Objectives/Goals: The aging population faces unique health issues, many of which are exacerbated by aging-associated immune function decline. However, the driving mechanisms behind this decline are poorly understood. We use a mouse model to study the relationship between extracellular matrix (ECM) stiffness and cell mobility within the lymph node (LN) as one potential driving mechanism. Methods/Study Population: We will collect LN from young (6 weeks old) mice and acquire LN from aged (11 month old) mice from a collaborator.

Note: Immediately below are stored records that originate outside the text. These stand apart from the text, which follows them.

//! Defines the HTTP routes specifically for authentication.
//!
//! These routes handle registration, login, token refresh and logout. They
//! are nested under `/auth` by the main router.

use crate::auth::handlers::*;
use crate::auth::middleware::jwt_auth;
use axum::{
    Router, middleware,
    routing::{get, post},
};

/// Creates the authentication router with all auth-related routes
pub fn auth_router() -> Router {
    Router::new()
        .route("/register", post(register))
        .route("/login", post(login))
        .route("/refresh", post(refresh_token))
        .route("/logout", post(logout))
        .route("/me", get(me).layer(middleware::from_fn(jwt_auth)))
}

We will section LN for ex vivo analysis, including quantification and localization of collagen I using immunofluorescent staining, analysis of microrheological properties using multiparticle tracking (MPT) with PEGylated fluorescent nanoparticles, and migration assays to track the movement of B and T cells. Results/Anticipated Results: We hypothesize a positive correlation between collagen deposits and stiffness within murine LNs due to known mechanisms underlying age-related fibrosis. We also hypothesize that areas of increased stiffness (as revealed by MPT) will exhibit decreased cell migration due to physical hindrance to B and T cell mobilization. Furthermore, we hypothesize that aged murine LN will exhibit a significant increase in stiffness and resultant decreased cell mobility when compared to young murine LN, particularly in areas with increased collagen localization. Discussion/Significance of Impact: These studies will elucidate structure–function relationships driving age-associated LN fibrosis and stiffness, and the resultant impedance to cell migration, thus clarifying some of the potential driving mechanisms behind immune aging and providing data capable of informing the development of relevant models and interventions.